Background and Context
Facing an unprecedented health crisis marked by a severe shortage of medications, which reached up to 30% in 2023 and directly affected millions of people, particularly those with serious illnesses like cancer, the Mexican government has decided to embark on a transformative structural path. In 2022, over 15.2 million prescriptions were unmet in major public health institutions, impacting individuals with neurological, psychiatric, Parkinson’s, and hypertension conditions. This situation has led to complaints filed with the National Human Rights Commission and forced many patients to resort to legal action to claim their right to health.
The New Decree and Plan Mexico
In this urgent context, a new decree issued by President Claudia Sheinbaum Pardo proposes a paradigm shift: transforming Mexico into a global leader in pharmaceutical production and innovation, with a sovereignty model, strategic investment, and industrial development.
This decree is a central part of the so-called Plan Mexico, a long-term strategy to revive national production of medicines and healthcare supplies. Transforming the country into a pharmaceutical excellence hub involves attracting foreign investments and consolidating productive infrastructure, creating high-value jobs, and strengthening regulatory and institutional capabilities.
Leveraging Public Procurement
The cornerstone of the new model is leveraging Mexico’s public procurement capacity—over 300 million pesos every two years—to reindustrialize the sector. The federal government plans to offer competitive advantages to companies establishing plants, laboratories, research centers, and logistics chains within the national territory, with a particular focus on Development Economic Poles for Well-being (Podecobi) and incentives, such as additional points in public tenders for those with local operations under the new consolidated purchases system for 2027 and 2028.
Revitalizing Birmex
This scheme also aims to revitalize Birmex (Laboratorios de Biológicos y Reactivos de México), the state-owned enterprise that will act as a coordinating body for new investments, linking efforts between the public, private, and academic sectors. As part of the plan, bioincubation pharmaceutical plants will be created to foster biomedical research, technological innovation, talent development, and national intellectual property development.
Regulatory Modernization
In parallel, the Federal Commission for Protection against Health Risks (Cofepris) is undergoing rapid modernization to align with international regulatory standards. Currently, 60% of the procedures have been digitized, aiming for full digitalization. The DIGIPRiS platform for clinical trial authorization has been modernized, and a strategic collaboration with the Mexican Institute of Industrial Property (IMPI) has been established to expedite patent registration and health processes. These advancements aim to reduce waiting times, increase transparency, and facilitate new investments entering the country.
Challenges and Concerns
Despite the plan’s magnitude, it is not without tensions. Representatives from both national and international pharmaceutical sectors have raised legitimate concerns about the reinstatement of performance requirements, such as establishing a factory in Mexico to participate in tenders. This clause, which existed until 2008 and was removed to foster global competition and reduce prices, has been flagged as a potential source of conflict with the Mexico-United States-Canada Agreement (T-MEC).

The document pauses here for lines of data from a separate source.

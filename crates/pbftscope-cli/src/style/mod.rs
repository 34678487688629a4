//! Terminal styling: semantic colors, labeled output, and the replica table.

use std::sync::atomic::{AtomicBool, Ordering};

pub mod colors;
pub mod output;
pub mod table;

pub use output::*;
pub use table::*;

/// Global flag to track if colors are disabled.
static NO_COLOR: AtomicBool = AtomicBool::new(false);

/// Disables color when asked to, or when stdout is not a color terminal.
pub fn init(no_color_flag: bool) {
    set_no_color(no_color_flag || !console::colors_enabled());
}

/// Sets the global no-color flag.
pub fn set_no_color(value: bool) {
    NO_COLOR.store(value, Ordering::SeqCst);
}

/// Checks if colors are disabled.
pub fn no_color() -> bool {
    NO_COLOR.load(Ordering::SeqCst)
}
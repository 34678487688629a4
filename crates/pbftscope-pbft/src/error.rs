//! Error types for cluster construction and administrative operations.
//!
//! Protocol anomalies (stale views, non-primary senders, malformed
//! pre-prepares) are not errors: replicas log them and ignore the message.

use pbftscope_types::{MessageId, ReplicaId};
use thiserror::Error;

/// Errors returned by [`crate::Cluster`] construction and admin commands.
#[derive(Debug, Error, Clone, PartialEq, Eq)]
pub enum ClusterError {
    /// The cluster has no replica with this ID.
    #[error("unknown replica {0}")]
    UnknownReplica(ReplicaId),

    /// No in-flight message has this ID.
    #[error("unknown message {0}")]
    UnknownMessage(MessageId),

    /// The requested cluster size is outside the supported range.
    #[error("invalid cluster size {replicas}: expected between {min} and {max} replicas")]
    InvalidClusterSize { replicas: usize, min: usize, max: usize },

    /// A deserialized snapshot disagrees with its own cluster size.
    #[error("inconsistent snapshot: {0}")]
    InconsistentSnapshot(String),
}

/// Result type for cluster operations.
pub type Result<T> = std::result::Result<T, ClusterError>;
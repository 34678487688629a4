//! Simulated message bus.
//!
//! Latency is data: each message carries its `recv_time` and sits in the bus
//! until the simulation clock reaches it. Nothing is ever reordered or
//! mutated in flight; messages leave the bus only by delivery or by an
//! explicit drop.

use pbftscope_types::{MessageId, NodeId, ReplicaId, SimTime};
use serde::{Deserialize, Serialize};
use tracing::trace;

use crate::config::Timings;
use crate::message::{Envelope, Message};
use crate::rng::SimRng;

/// Messages in flight.
#[derive(Debug, Clone, Default, PartialEq, Eq, Serialize, Deserialize)]
pub struct MessageBus {
    messages: Vec<Message>,
    next_id: u64,
}

impl MessageBus {
    pub fn new() -> Self {
        Self::default()
    }

    /// Stamps `envelope` with an ID, send time, and delivery time, then
    /// enqueues it.
    ///
    /// The delivery delay is the fixed per-kind delay from `timings`, or a
    /// latency drawn from `rng` for kinds without one.
    pub fn send(
        &mut self,
        from: NodeId,
        term: u64,
        envelope: Envelope,
        now: SimTime,
        timings: &Timings,
        rng: &mut SimRng,
    ) -> MessageId {
        let kind = envelope.payload.kind();
        let delay = timings
            .delivery_delay(kind)
            .unwrap_or_else(|| rng.latency(timings.min_rpc_latency, timings.max_rpc_latency));

        let id = MessageId::from_raw(self.next_id);
        self.next_id += 1;

        let message = Message {
            id,
            from,
            to: envelope.to,
            direction: envelope.payload.direction(),
            term,
            send_time: now,
            recv_time: now.after(delay),
            payload: envelope.payload,
        };

        trace!(%id, %from, to = %message.to, %kind, recv = %message.recv_time, "enqueued");
        self.messages.push(message);
        id
    }

    /// Removes and returns every message with `recv_time <= now`, ordered by
    /// `(recv_time, id)`.
    pub fn take_due(&mut self, now: SimTime) -> Vec<Message> {
        let (mut due, keep): (Vec<Message>, Vec<Message>) = std::mem::take(&mut self.messages)
            .into_iter()
            .partition(|m| m.is_due(now));
        self.messages = keep;
        due.sort_by_key(|m| (m.recv_time, m.id));
        due
    }

    /// Removes a message without delivering it.
    pub fn drop_message(&mut self, id: MessageId) -> Option<Message> {
        let index = self.messages.iter().position(|m| m.id == id)?;
        Some(self.messages.remove(index))
    }

    /// Removes every message. IDs keep counting up.
    pub fn clear(&mut self) {
        self.messages.clear();
    }

    /// Returns true if some in-flight message from `replica` was sent less
    /// than `window` microseconds before `now`.
    pub fn has_recent_activity(&self, replica: ReplicaId, now: SimTime, window: u64) -> bool {
        let from = NodeId::Replica(replica);
        self.messages
            .iter()
            .any(|m| m.from == from && now.since(m.send_time) < window)
    }

    pub fn messages(&self) -> &[Message] {
        &self.messages
    }

    pub fn get(&self, id: MessageId) -> Option<&Message> {
        self.messages.iter().find(|m| m.id == id)
    }

    pub fn len(&self) -> usize {
        self.messages.len()
    }

    pub fn is_empty(&self) -> bool {
        self.messages.is_empty()
    }
}
//! Output helper functions for consistent styled messages.

use super::colors::SemanticStyle;

/// Prints a success message with a checkmark.
pub fn print_success(msg: &str) {
    println!("{} {}", "✓".success(), msg);
}

/// Prints a warning message with a warning symbol.
pub fn print_warn(msg: &str) {
    println!("{} {}", "⚠".warning(), msg);
}

/// Prints a labeled key-value pair with proper indentation.
pub fn print_labeled(key: &str, value: &str) {
    println!("  {}: {}", key.muted(), value);
}

/// Colors a replica status for the table.
pub fn status_label(status: &str) -> String {
    match status {
        "leader" => status.success(),
        "stopped" => status.error(),
        _ => status.to_string(),
    }
}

The T-MEC explicitly prohibits member countries from imposing conditions on foreign investments, such as requiring the export of products, local hiring, or factory installation, for preferential treatment. Although there are exceptions—such as public health, security, or environmental reasons—any attempt to apply these requirements could be interpreted as a violation of the treaty, especially if it discriminates between national and foreign companies or offers conditional economic benefits.
If confirmed, Mexico could face reprisals in investor-state dispute settlement mechanisms, including trade sanctions, multimillion-dollar lawsuits, or even tariff imposition by its North American partners. In the worst-case scenario, these disputes could erode investor confidence in Mexico’s investment climate and jeopardize the country’s preferred access to its most crucial market: the United States.
Canifarma (National Chamber of Pharmaceutical Industry) has warned that while the government’s policy may protect Mexican industry from unfair competition from countries like India or China, which offer low-cost medications without local investment, designing the regulatory framework clearly is crucial to avoid international sanctions. Particularly for patented medications, whose development and innovation are globally concentrated in a limited number of facilities, enforcing local production could be unfeasible and counterproductive.
Key Questions and Answers
- What is the main issue Mexico faces? Mexico is grappling with a severe shortage of medications, affecting millions, especially those with serious illnesses.
- What is the government’s new strategy? The Mexican government aims to transform the country into a global leader in pharmaceutical production and innovation, focusing on sovereignty, strategic investment, and industrial development.
- How does the new model leverage public procurement? The government plans to use its public procurement capacity to reindustrialize the sector, offering competitive advantages to companies establishing local operations.
- What are the concerns regarding regulatory modernization? There are concerns that reinstatement of performance requirements could conflict with the T-MEC, potentially leading to investor reprisals.